Con la Rivoluzione industriale si giunge alla produzione di massa. Con l’avvento della carta adesiva e i progressi nella tecnologia di stampa, diventano infatti ben più accessibili e più facili da produrre in grandi quantità e, di conseguenza, gli sticker trovano nuove forme di utilizzo in vari settori, come l’etichettatura dei prodotti, l’imballaggio e le promozioni commerciali. Il dispositivo sensibile alla pressione che produce etichette autoadesive con supporto staccabile, che può essere fustellato in qualsiasi dimensione o forma, viene inventato nel 1935 dall’americano R. Stanton Avery, noto anche come the father of modern stickers.
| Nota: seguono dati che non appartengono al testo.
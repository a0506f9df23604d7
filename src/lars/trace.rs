//! Hierarchical execution tree for a cascade run.
//!
//! Every run owns a [`TraceTree`]: an append-only arena of [`TraceNode`]s
//! forming a strict tree by `parent_id`. Nodes are opened while a unit of
//! work is running and sealed exactly once when it ends; a sealed node is
//! immutable. The tree is shared across candidate branches, so all methods
//! take `&self` and synchronise internally.
//!
//! Node payloads (requests, responses, tool arguments/results) pass through
//! an optional redactor before being stored, so secrets can be scrubbed at
//! the capture boundary rather than at query time.

use chrono::{DateTime, Utc};
use serde::{Deserialize, Serialize};
use serde_json::Value;
use std::collections::HashMap;
use std::sync::{Arc, Mutex};
use uuid::Uuid;

/// What kind of work a trace node represents.
#[derive(Debug, Clone, Copy, PartialEq, Eq, Serialize, Deserialize)]
#[serde(rename_all = "snake_case")]
pub enum TraceKind {
    Cascade,
    Cell,
    Turn,
    ToolCall,
    Candidate,
    ReforgeStep,
    Ward,
    SubCascade,
}

/// Lifecycle status of a trace node.
#[derive(Debug, Clone, Copy, PartialEq, Eq, Serialize, Deserialize)]
#[serde(rename_all = "snake_case")]
pub enum TraceStatus {
    Running,
    Ok,
    Error,
    Aborted,
    Cancelled,
}

/// One node in the execution tree.
#[derive(Debug, Clone, Serialize, Deserialize)]
pub struct TraceNode {
    pub trace_id: String,
    pub parent_id: Option<String>,
    pub kind: TraceKind,
    pub name: String,
    pub started_at: DateTime<Utc>,
    pub ended_at: Option<DateTime<Utc>>,
    pub status: TraceStatus,
    pub cost_usd: f64,
    pub tokens_in: usize,
    pub tokens_out: usize,
    pub model: Option<String>,
    /// Sub-cascade nesting depth of the run this node belongs to.
    pub depth: usize,
    pub candidate_index: Option<usize>,
    pub is_winner: Option<bool>,
    pub reforge_step: Option<usize>,
    /// Request/response/tool payload, already redacted.
    pub payload: Option<Value>,
}

/// Redaction hook applied to payloads before they enter the tree.
pub type Redactor = Arc<dyn Fn(Value) -> Value + Send + Sync>;

struct TreeInner {
    nodes: Vec<TraceNode>,
    index: HashMap<String, usize>,
}

/// Append-only arena of trace nodes, shared across a run.
pub struct TraceTree {
    inner: Mutex<TreeInner>,
    redactor: Option<Redactor>,
}

impl TraceTree {
    pub fn new() -> Self {
        Self {
            inner: Mutex::new(TreeInner {
                nodes: Vec::new(),
                index: HashMap::new(),
            }),
            redactor: None,
        }
    }

    /// Build a tree whose payloads pass through `redactor` before storage.
    pub fn with_redactor(redactor: Redactor) -> Self {
        Self {
            inner: Mutex::new(TreeInner {
                nodes: Vec::new(),
                index: HashMap::new(),
            }),
            redactor: Some(redactor),
        }
    }

    /// Open a new node and return its id.
    pub fn begin(
        &self,
        kind: TraceKind,
        name: impl Into<String>,
        parent_id: Option<&str>,
        depth: usize,
    ) -> String {
        let trace_id = Uuid::new_v4().to_string();
        let node = TraceNode {
            trace_id: trace_id.clone(),
            parent_id: parent_id.map(|p| p.to_string()),
            kind,
            name: name.into(),
            started_at: Utc::now(),
            ended_at: None,
            status: TraceStatus::Running,
            cost_usd: 0.0,
            tokens_in: 0,
            tokens_out: 0,
            model: None,
            depth,
            candidate_index: None,
            is_winner: None,
            reforge_step: None,
            payload: None,
        };
        let mut inner = self.inner.lock().unwrap();
        let position = inner.nodes.len();
        inner.index.insert(trace_id.clone(), position);
        inner.nodes.push(node);
        trace_id
    }

    /// Seal a node with its terminal status. A node seals at most once;
    /// a second attempt is ignored with a warning.
    pub fn end(&self, trace_id: &str, status: TraceStatus) {
        let mut inner = self.inner.lock().unwrap();
        if let Some(&i) = inner.index.get(trace_id) {
            let node = &mut inner.nodes[i];
            if node.ended_at.is_some() {
                log::warn!("trace node {} sealed twice; second end ignored", trace_id);
                return;
            }
            node.ended_at = Some(Utc::now());
            node.status = status;
        }
    }

    /// Record usage and model on an open node.
    pub fn record_usage(&self, trace_id: &str, tokens_in: usize, tokens_out: usize, cost_usd: f64, model: Option<&str>) {
        let mut inner = self.inner.lock().unwrap();
        if let Some(&i) = inner.index.get(trace_id) {
            let node = &mut inner.nodes[i];
            if node.ended_at.is_some() {
                return;
            }
            node.tokens_in += tokens_in;
            node.tokens_out += tokens_out;
            node.cost_usd += cost_usd;
            if node.model.is_none() {
                node.model = model.map(|m| m.to_string());
            }
        }
    }

    /// Attach a payload blob to an open node, redacting first.
    pub fn annotate(&self, trace_id: &str, payload: Value) {
        let payload = match &self.redactor {
            Some(redact) => redact(payload),
            None => payload,
        };
        let mut inner = self.inner.lock().unwrap();
        if let Some(&i) = inner.index.get(trace_id) {
            let node = &mut inner.nodes[i];
            if node.ended_at.is_none() {
                node.payload = Some(payload);
            }
        }
    }

    /// Mark a candidate node's index and, after selection, whether it won.
    pub fn mark_candidate(&self, trace_id: &str, index: usize, is_winner: Option<bool>) {
        let mut inner = self.inner.lock().unwrap();
        if let Some(&i) = inner.index.get(trace_id) {
            let node = &mut inner.nodes[i];
            node.candidate_index = Some(index);
            if is_winner.is_some() {
                node.is_winner = is_winner;
            }
        }
    }

    /// Mark which reforge step a node belongs to.
    pub fn mark_reforge_step(&self, trace_id: &str, step: usize) {
        let mut inner = self.inner.lock().unwrap();
        if let Some(&i) = inner.index.get(trace_id) {
            inner.nodes[i].reforge_step = Some(step);
        }
    }

    /// Clone out a node by id.
    pub fn node(&self, trace_id: &str) -> Option<TraceNode> {
        let inner = self.inner.lock().unwrap();
        inner.index.get(trace_id).map(|&i| inner.nodes[i].clone())
    }

    /// Clone out the direct children of a node, in creation order.
    pub fn children(&self, parent_id: &str) -> Vec<TraceNode> {
        let inner = self.inner.lock().unwrap();
        inner
            .nodes
            .iter()
            .filter(|n| n.parent_id.as_deref() == Some(parent_id))
            .cloned()
            .collect()
    }

    /// Clone out every node, in creation order.
    pub fn all(&self) -> Vec<TraceNode> {
        self.inner.lock().unwrap().nodes.clone()
    }

    /// Seal every still-running node as cancelled, deepest first. Used when
    /// a cascade timeout drops the active cell mid-flight.
    pub fn cancel_open_nodes(&self) {
        let mut inner = self.inner.lock().unwrap();
        let now = Utc::now();
        for node in inner.nodes.iter_mut().rev() {
            if node.ended_at.is_none() {
                node.ended_at = Some(now);
                node.status = TraceStatus::Cancelled;
            }
        }
    }

    /// Sum of cost across all nodes of the given kind.
    pub fn cost_of_kind(&self, kind: TraceKind) -> f64 {
        let inner = self.inner.lock().unwrap();
        inner
            .nodes
            .iter()
            .filter(|n| n.kind == kind)
            .map(|n| n.cost_usd)
            .sum()
    }
}

impl Default for TraceTree {
    fn default() -> Self {
        Self::new()
    }
}

#[cfg(test)]
mod tests {
    use super::*;
    use serde_json::json;

    #[test]
    fn nodes_form_a_strict_tree() {
        let tree = TraceTree::new();
        let root = tree.begin(TraceKind::Cascade, "demo", None, 0);
        let cell = tree.begin(TraceKind::Cell, "ingest", Some(&root), 0);
        let turn = tree.begin(TraceKind::Turn, "turn-1", Some(&cell), 0);

        assert_eq!(tree.children(&root).len(), 1);
        assert_eq!(tree.children(&cell)[0].trace_id, turn);
        assert_eq!(tree.node(&turn).unwrap().parent_id, Some(cell));
    }

    #[test]
    fn sealed_nodes_are_immutable() {
        let tree = TraceTree::new();
        let id = tree.begin(TraceKind::Cell, "ingest", None, 0);
        tree.record_usage(&id, 10, 5, 0.01, Some("m1"));
        tree.end(&id, TraceStatus::Ok);

        tree.record_usage(&id, 100, 100, 1.0, None);
        tree.annotate(&id, json!({"late": true}));
        tree.end(&id, TraceStatus::Error);

        let node = tree.node(&id).unwrap();
        assert_eq!(node.status, TraceStatus::Ok);
        assert_eq!(node.tokens_in, 10);
        assert!(node.payload.is_none());
    }

    #[test]
    fn redactor_runs_before_storage() {
        let tree = TraceTree::with_redactor(Arc::new(|mut value: Value| {
            if let Some(obj) = value.as_object_mut() {
                obj.remove("secret");
            }
            value
        }));
        let id = tree.begin(TraceKind::ToolCall, "shell", None, 0);
        tree.annotate(&id, json!({"secret": "hunter2", "cmd": "ls"}));
        let node = tree.node(&id).unwrap();
        assert_eq!(node.payload, Some(json!({"cmd": "ls"})));
    }
}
Questo nuovo processo produttivo segna il vero inizio degli sticker così come li conosciamo oggi, un processo oramai divenuto secolare. Avery inventa una macchina per realizzare etichette autoadesive utilizzando un motore di una lavatrice e pezzi di ricambio per macchine da cucire. Fonda poi la Avery Dennison Corporation – oggi Avery Labels – che è ancora una delle aziende leader nel settore delle etichette autoadesive.

Meno di un decennio dopo, nel 1942, l’Office of Price Administration degli Stati Uniti (OPA), comincia ad utilizzare adesivi per aiutare a monitorare la quantità di benzina. L’OPA emette una serie di adesivi da attaccare al parabrezza delle auto per indicare quanta benzina è possibile immettere nel serbatoio. Ciò fa parte della politica di razionamento messa in atto dal governo americano durante la Seconda Guerra Mondiale, e alla maggior parte delle persone viene rilasciato un adesivo di tipo A che consentiva quattro galloni a settimana per automobile.